I think I told the House before that making bricks without straw was not a very easy occupation, and building houses, temporary or otherwise, on the bogs was not by any means a promising prospect. We have investigated all possible ways of doing something with nothing, and I am beginning to think that there is emerging from a combination of the cutting of scrub timber, and the handling of that, down to the firewood stage, a supply which will enable us to do something practical in that matter. A lot of that timber is coming out. If it is envisaged from the beginning as stuff which can be used for relatively imperfect accommodation, because that is all that can be given, a good deal of it can be saved for that purpose, and in the cutting up of it it might be possible, out of 100,000 tons of wood, to reach such a proportion of good and usable material as to enable us to tackle the problem.
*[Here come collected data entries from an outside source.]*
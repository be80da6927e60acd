//! HTTP/1.1 request parsing using the [`httparse`] crate.

use std::collections::HashMap;

use bytes::Bytes;
use percent_encoding::percent_decode_str;
use thiserror::Error;

use super::{Headers, Method};

/// Errors that can occur while parsing an HTTP/1.1 request.
#[derive(Debug, Error)]
pub enum RequestError {
    #[error("request is incomplete — more data needed")]
    Incomplete,

    #[error("HTTP parse error: {0}")]
    Parse(#[from] httparse::Error),

    #[error("missing required field: {field}")]
    MissingField { field: &'static str },
}

/// A fully parsed HTTP/1.1 request.
///
/// Created by [`Request::parse`] from a raw byte buffer. The body is stored
/// as a [`Bytes`] buffer and the query string is decoded into a parameter map
/// at parse time.
///
/// # Examples
///
/// ```
/// use skiff::http::Request;
///
/// let raw = b"GET /hello?name=world HTTP/1.1\r\nHost: localhost\r\n\r\n";
/// let (request, _offset) = Request::parse(raw).unwrap();
///
/// assert_eq!(request.method().as_str(), "GET");
/// assert_eq!(request.path(), "/hello");
/// assert_eq!(request.query_param("name"), Some("world"));
/// assert_eq!(request.headers().get("host"), Some("localhost"));
/// ```
#[derive(Debug)]
pub struct Request {
    method: Method,
    path: String,
    /// HTTP minor version: 0 for HTTP/1.0, 1 for HTTP/1.1.
    version: u8,
    headers: Headers,
    query: Option<String>,
    query_params: HashMap<String, String>,
    body: Bytes,
}

impl Request {
    /// Maximum number of headers we support per request.
    const MAX_HEADERS: usize = 64;

    /// Parse a raw HTTP/1.1 request from a byte slice.
    ///
    /// Returns the parsed `Request` and the byte offset at which the body begins
    /// in `buf` (i.e. immediately after the `\r\n\r\n` header terminator).
    ///
    /// # Errors
    ///
    /// - [`RequestError::Incomplete`] — more data is needed to complete the request headers.
    /// - [`RequestError::Parse`] — the data is malformed and cannot be parsed.
    /// - [`RequestError::MissingField`] — a required field (method, path, version) is absent.
    pub fn parse(buf: &[u8]) -> Result<(Self, usize), RequestError> {
        let mut headers = [httparse::EMPTY_HEADER; Self::MAX_HEADERS];
        let mut raw_req = httparse::Request::new(&mut headers);

        let body_offset = match raw_req.parse(buf)? {
            httparse::Status::Complete(offset) => offset,
            httparse::Status::Partial => return Err(RequestError::Incomplete),
        };

        let method: Method = raw_req
            .method
            .ok_or(RequestError::MissingField { field: "method" })?
            .parse()
            .unwrap(); // Infallible

        let raw_path = raw_req
            .path
            .ok_or(RequestError::MissingField { field: "path" })?;

        let (path, query) = match raw_path.find('?') {
            Some(pos) => (
                raw_path[..pos].to_owned(),
                Some(raw_path[pos + 1..].to_owned()),
            ),
            None => (raw_path.to_owned(), None),
        };

        let version = raw_req
            .version
            .ok_or(RequestError::MissingField { field: "version" })?;

        let mut header_map = Headers::with_capacity(raw_req.headers.len());
        for header in raw_req.headers.iter() {
            if let Ok(value) = std::str::from_utf8(header.value) {
                header_map.insert(header.name, value);
            }
        }

        let query_params = query
            .as_deref()
            .map(|q| parse_urlencoded(q).into_iter().collect())
            .unwrap_or_default();

        // The body is exactly the declared Content-Length (or empty without
        // one); anything beyond it belongs to the next pipelined request.
        let declared = header_map
            .get("content-length")
            .and_then(|v| v.parse::<usize>().ok())
            .unwrap_or(0);
        let available = buf.len() - body_offset;
        let body = Bytes::copy_from_slice(&buf[body_offset..body_offset + declared.min(available)]);

        Ok((
            Self {
                method,
                path,
                version,
                headers: header_map,
                query,
                query_params,
                body,
            },
            body_offset,
        ))
    }

    /// Returns the HTTP method.
    pub fn method(&self) -> &Method {
        &self.method
    }

    /// Returns the request path (without the query string).
    pub fn path(&self) -> &str {
        &self.path
    }

    /// Returns the HTTP minor version number (0 = HTTP/1.0, 1 = HTTP/1.1).
    pub fn version(&self) -> u8 {
        self.version
    }

    /// Returns the request headers.
    pub fn headers(&self) -> &Headers {
        &self.headers
    }

    /// Returns the raw query string (without the leading `?`), if any.
    pub fn query_string(&self) -> Option<&str> {
        self.query.as_deref()
    }

    /// Returns a decoded query parameter value by key.
    pub fn query_param(&self, key: &str) -> Option<&str> {
        self.query_params.get(key).map(String::as_str)
    }

    /// Returns the request body bytes.
    pub fn body(&self) -> &Bytes {
        &self.body
    }

    /// Returns the `Content-Type` header value, if present.
    pub fn content_type(&self) -> Option<&str> {
        self.headers.get("content-type")
    }

    /// Returns `true` if the connection should be kept alive after this request.
    ///
    /// HTTP/1.1 defaults to keep-alive. HTTP/1.0 defaults to close unless
    /// `Connection: keep-alive` is explicitly set.
    pub fn is_keep_alive(&self) -> bool {
        match self.headers.get("connection") {
            Some(conn) => conn.eq_ignore_ascii_case("keep-alive"),
            None => self.version == 1, // HTTP/1.1 default: keep-alive
        }
    }

    /// Returns the value of the `Content-Length` header parsed as a `usize`, if present.
    pub fn content_length(&self) -> Option<usize> {
        self.headers.get("content-length")?.parse().ok()
    }
}

/// Decodes one urlencoded token: `+` becomes a space, then percent-escapes
/// are resolved. Invalid UTF-8 sequences are replaced rather than rejected.
pub(crate) fn decode_component(s: &str) -> String {
    let plus_decoded = s.replace('+', " ");
    percent_decode_str(&plus_decoded)
        .decode_utf8_lossy()
        .into_owned()
}

/// Parses a urlencoded pair list (`key=value&key2=value2`) into decoded
/// `(key, value)` pairs, preserving order. Shared by query-string parsing
/// and `application/x-www-form-urlencoded` body decoding.
pub(crate) fn parse_urlencoded(input: &str) -> Vec<(String, String)> {
    input
        .split('&')
        .filter(|pair| !pair.is_empty())
        .map(|pair| {
            let mut parts = pair.splitn(2, '=');
            let key = decode_component(parts.next().unwrap_or(""));
            let value = decode_component(parts.next().unwrap_or(""));
            (key, value)
        })
        .collect()
}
For next year we have to face a very much larger problem. To cut 100,000 tons of turf, even assuming you could go back to the same bog face every week, means somewhere about 600 miles of bog. We have to face the prospect for next year of extemporising at least another 1,000 miles of bog face for the purpose of cutting the amount of turf which will be required, and probably considerably more than that. At the same time we have to face this fact, that we will have to repair roads which we have damaged, that we will have to put in new roads, and new drains, and the result is that we are going to have this position develop, that as the production season begins to die the preparation season will commence, except to the extent that these two have to overlap in order that we can get the first harvest out. As the turf preparation season of this winter fades away then we ought to be in a position to put into the bogs at the end of March or the beginning of April of next year three or four times the number of men we had a month ago, or later. If all these preparations are coordinated, and fortunately we are in the position of having the main production and the maintenance of roads in the same hands, I am hopeful that we will produce in the next year an amount of turf considerably greater than the very best hopes I had when I envisaged the problem at the beginning. It is a production problem, & transport problem, and a preparation problem. It is above all an extemporising and transport of labour problem in order that we may produce in 1942 an amount of home-made fuel which will leave us happy and safe at any rate in the matter of fuel in that year.
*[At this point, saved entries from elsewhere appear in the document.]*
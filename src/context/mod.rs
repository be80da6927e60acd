//! Per-request context — everything a handler can read from the request and
//! the helpers it uses to build a response.
//!
//! A [`Context`] is created once per dispatch, owned exclusively by that
//! request's handler chain, and dropped when the response is produced. It
//! carries the parsed request, the path parameters extracted by the router,
//! and the cookies parsed from the `Cookie` header.

use std::collections::HashMap;
use std::path::Path;

use serde::Serialize;
use serde::de::DeserializeOwned;

use crate::body::{self, UploadedFile};
use crate::error::Error;
use crate::http::request::{decode_component, parse_urlencoded};
use crate::http::{Request, Response, StatusCode};

/// Path parameters extracted from the matched route pattern.
#[derive(Default, Debug, Clone)]
pub struct PathParams {
    map: HashMap<String, String>,
}

impl PathParams {
    /// Creates an empty parameter map.
    pub fn new() -> Self {
        Self::default()
    }

    /// Binds a parameter name to its runtime value.
    pub fn insert(&mut self, name: String, value: String) {
        self.map.insert(name, value);
    }

    /// Returns the value bound to `name`, if the matched pattern had such a segment.
    pub fn get(&self, name: &str) -> Option<&str> {
        self.map.get(name).map(String::as_str)
    }
}

/// Per-request state passed through the middleware chain to the handler.
pub struct Context {
    request: Request,
    params: PathParams,
    cookies: HashMap<String, String>,
}

impl Context {
    /// Creates a context for a request that matched no parameterized pattern.
    pub fn new(request: Request) -> Self {
        Self::with_params(request, PathParams::new())
    }

    /// Creates a context carrying the path parameters the router extracted.
    pub fn with_params(request: Request, params: PathParams) -> Self {
        let cookies = parse_cookies(request.headers().get("cookie").unwrap_or(""));
        Self {
            request,
            params,
            cookies,
        }
    }

    /// The underlying parsed request.
    pub fn request(&self) -> &Request {
        &self.request
    }

    /// The path parameters extracted by the router.
    pub fn params(&self) -> &PathParams {
        &self.params
    }

    /// Returns the path parameter bound to `name`, or `""` if the matched
    /// pattern had no such segment.
    pub fn param(&self, name: &str) -> &str {
        self.params.get(name).unwrap_or("")
    }

    /// Returns the query parameter `name`, or `default` when absent or empty.
    ///
    /// A key given with no value (`?name=`) counts as absent.
    ///
    /// # Examples
    ///
    /// ```
    /// # use skiff::{Context, http::Request};
    /// let raw = b"GET /hello?name=Hanafi HTTP/1.1\r\nHost: x\r\n\r\n";
    /// let (request, _) = Request::parse(raw).unwrap();
    /// let ctx = Context::new(request);
    /// assert_eq!(ctx.query("name", "Guest"), "Hanafi");
    /// assert_eq!(ctx.query("missing", "Guest"), "Guest");
    /// ```
    pub fn query<'a>(&'a self, name: &str, default: &'a str) -> &'a str {
        self.request
            .query_param(name)
            .filter(|v| !v.is_empty())
            .unwrap_or(default)
    }

    /// Returns the first value of the request header `name`, or `""` when absent.
    pub fn header(&self, name: &str) -> &str {
        self.request.headers().get(name).unwrap_or("")
    }

    /// Returns the cookie `name` from the `Cookie` request header, or `""` when absent.
    pub fn cookie(&self, name: &str) -> &str {
        self.cookies.get(name).map(String::as_str).unwrap_or("")
    }

    /// Returns the raw request body bytes.
    pub fn body(&self) -> &bytes::Bytes {
        self.request.body()
    }

    /// Deserializes the raw body as JSON, regardless of `Content-Type`.
    pub fn json<T: DeserializeOwned>(&self) -> Result<T, Error> {
        Ok(serde_json::from_slice(self.request.body())?)
    }

    /// Decodes the body into `T` according to the request's `Content-Type`.
    ///
    /// Supports `application/json`, `application/x-www-form-urlencoded`, and
    /// the text fields of `multipart/form-data`. See [`Error`] for the
    /// failure taxonomy.
    pub async fn body_parser<T: DeserializeOwned>(&self) -> Result<T, Error> {
        body::parse_into(self.request.content_type(), self.request.body()).await
    }

    /// Returns the urlencoded form field `name` from the body, or `""` when
    /// absent or when the body is not a urlencoded form.
    pub fn form_value(&self, name: &str) -> String {
        let Ok(text) = std::str::from_utf8(self.request.body()) else {
            return String::new();
        };
        parse_urlencoded(text)
            .into_iter()
            .find(|(k, _)| k == name)
            .map(|(_, v)| v)
            .unwrap_or_default()
    }

    /// Extracts the file uploaded under the multipart field `name`.
    ///
    /// # Errors
    ///
    /// - [`Error::UnsupportedMediaType`] — the body is not `multipart/form-data`.
    /// - [`Error::Decode`] — the multipart payload is malformed, or no file
    ///   field with that name exists.
    pub async fn form_file(&self, name: &str) -> Result<UploadedFile, Error> {
        let content_type = self
            .request
            .content_type()
            .ok_or_else(|| Error::UnsupportedMediaType("<missing>".to_owned()))?;
        if !content_type.trim_start().starts_with("multipart/form-data") {
            return Err(Error::UnsupportedMediaType(content_type.to_owned()));
        }

        let (_fields, files) =
            body::parse_multipart(content_type, self.request.body().clone()).await?;
        files
            .into_iter()
            .find(|f| f.field() == name)
            .ok_or_else(|| Error::Decode(format!("no multipart file field named {name:?}")))
    }

    /// Builds a `200 OK` plain-text response.
    pub fn send_text(&self, body: impl Into<String>) -> Result<Response, Error> {
        Ok(Response::new(StatusCode::Ok).body(body))
    }

    /// Builds a `200 OK` JSON response. Object keys serialize in sorted order.
    pub fn send_json<T: Serialize>(&self, value: &T) -> Result<Response, Error> {
        Ok(Response::json(value)?)
    }

    /// Streams the file at `path` as an attachment named `filename`.
    ///
    /// Sets `Content-Disposition: attachment; filename="..."` and guesses the
    /// content type from `filename`.
    ///
    /// # Errors
    ///
    /// [`Error::FileNotFound`] when `path` does not exist; [`Error::Io`] for
    /// other filesystem failures.
    pub async fn download(
        &self,
        path: impl AsRef<Path>,
        filename: &str,
    ) -> Result<Response, Error> {
        let path = path.as_ref();
        let contents = tokio::fs::read(path).await.map_err(|e| {
            if e.kind() == std::io::ErrorKind::NotFound {
                Error::FileNotFound(path.to_owned())
            } else {
                Error::Io(e)
            }
        })?;

        let mime = mime_guess::from_path(filename).first_or_octet_stream();
        Ok(Response::new(StatusCode::Ok)
            .header("Content-Type", mime.essence_str())
            .header(
                "Content-Disposition",
                format!("attachment; filename=\"{filename}\""),
            )
            .body_bytes(contents))
    }
}

/// Parses a `Cookie` request header (`name=value; name2=value2`) into a map.
/// Values are percent-decoded; malformed pairs are skipped.
fn parse_cookies(header: &str) -> HashMap<String, String> {
    header
        .split(';')
        .filter_map(|pair| {
            let mut parts = pair.trim().splitn(2, '=');
            let name = parts.next()?.trim();
            let value = parts.next()?;
            if name.is_empty() {
                return None;
            }
            Some((name.to_owned(), decode_component(value)))
        })
        .collect()
}

#[cfg(test)]
mod tests {
    use super::*;

    fn make_context(raw: &str) -> Context {
        let (request, _) = Request::parse(raw.as_bytes()).unwrap();
        Context::new(request)
    }

    #[test]
    fn query_with_default() {
        let ctx = make_context("GET /hello?name=Hanafi HTTP/1.1\r\nHost: x\r\n\r\n");
        assert_eq!(ctx.query("name", "Guest"), "Hanafi");
        assert_eq!(ctx.query("other", "Guest"), "Guest");
    }

    #[test]
    fn empty_query_value_falls_back_to_default() {
        let ctx = make_context("GET /hello?name= HTTP/1.1\r\nHost: x\r\n\r\n");
        assert_eq!(ctx.query("name", "Guest"), "Guest");
    }

    #[test]
    fn header_and_cookie() {
        let ctx = make_context(
            "GET /request HTTP/1.1\r\nHost: x\r\nfirstname: hanafi\r\nCookie: lastname=adhi\r\n\r\n",
        );
        assert_eq!(ctx.header("firstname"), "hanafi");
        assert_eq!(ctx.cookie("lastname"), "adhi");
        assert_eq!(ctx.header("missing"), "");
        assert_eq!(ctx.cookie("missing"), "");
    }

    #[test]
    fn multiple_cookies() {
        let ctx =
            make_context("GET / HTTP/1.1\r\nHost: x\r\nCookie: a=1; b=hello%20world; c=3\r\n\r\n");
        assert_eq!(ctx.cookie("a"), "1");
        assert_eq!(ctx.cookie("b"), "hello world");
        assert_eq!(ctx.cookie("c"), "3");
    }

    #[test]
    fn form_value_from_body() {
        let ctx = make_context(
            "POST /hello HTTP/1.1\r\nHost: x\r\nContent-Type: application/x-www-form-urlencoded\r\nContent-Length: 11\r\n\r\nname=hanafi",
        );
        assert_eq!(ctx.form_value("name"), "hanafi");
        assert_eq!(ctx.form_value("missing"), "");
    }

    #[test]
    fn json_body() {
        let body = r#"{"username":"hanafi","password":"adhi"}"#;
        let ctx = make_context(&format!(
            "POST /login HTTP/1.1\r\nHost: x\r\nContent-Length: {}\r\n\r\n{}",
            body.len(),
            body
        ));
        let value: serde_json::Value = ctx.json().unwrap();
        assert_eq!(value["username"], "hanafi");
    }

    #[test]
    fn param_defaults_to_empty() {
        let mut params = PathParams::new();
        params.insert("userId".into(), "hanafi".into());
        let (request, _) =
            Request::parse(b"GET /user/hanafi HTTP/1.1\r\nHost: x\r\n\r\n").unwrap();
        let ctx = Context::with_params(request, params);
        assert_eq!(ctx.param("userId"), "hanafi");
        assert_eq!(ctx.param("orderId"), "");
    }

    #[tokio::test]
    async fn download_missing_file() {
        let ctx = make_context("GET /download HTTP/1.1\r\nHost: x\r\n\r\n");
        let err = ctx
            .download("/definitely/not/here.txt", "contoh.txt")
            .await
            .unwrap_err();
        assert!(matches!(err, Error::FileNotFound(_)));
    }

    #[tokio::test]
    async fn download_sets_disposition() {
        let dir = tempfile::tempdir().unwrap();
        let path = dir.path().join("dahlah.txt");
        std::fs::write(&path, "bismillah\n").unwrap();

        let ctx = make_context("GET /download HTTP/1.1\r\nHost: x\r\n\r\n");
        let res = ctx.download(&path, "contoh.txt").await.unwrap();
        assert_eq!(res.status(), StatusCode::Ok);
        assert_eq!(
            res.headers().get("content-disposition"),
            Some("attachment; filename=\"contoh.txt\"")
        );
        assert_eq!(res.headers().get("content-type"), Some("text/plain"));
        assert_eq!(res.body_ref(), b"bismillah\n");
    }
}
I have spoken to the House not in a very regular way, and not in the sense of an ordered speech, but I tried to tell frankly what is behind our minds and our work in this campaign. It was in response to an appeal in the House that Deputies might be put in touch with what is going on, and the appeal I am making is that the House itself, in the debate which follows, should make suggestions of any kind which from knowledge and experience will enable the preparations that are now being made for next year to be more perfect.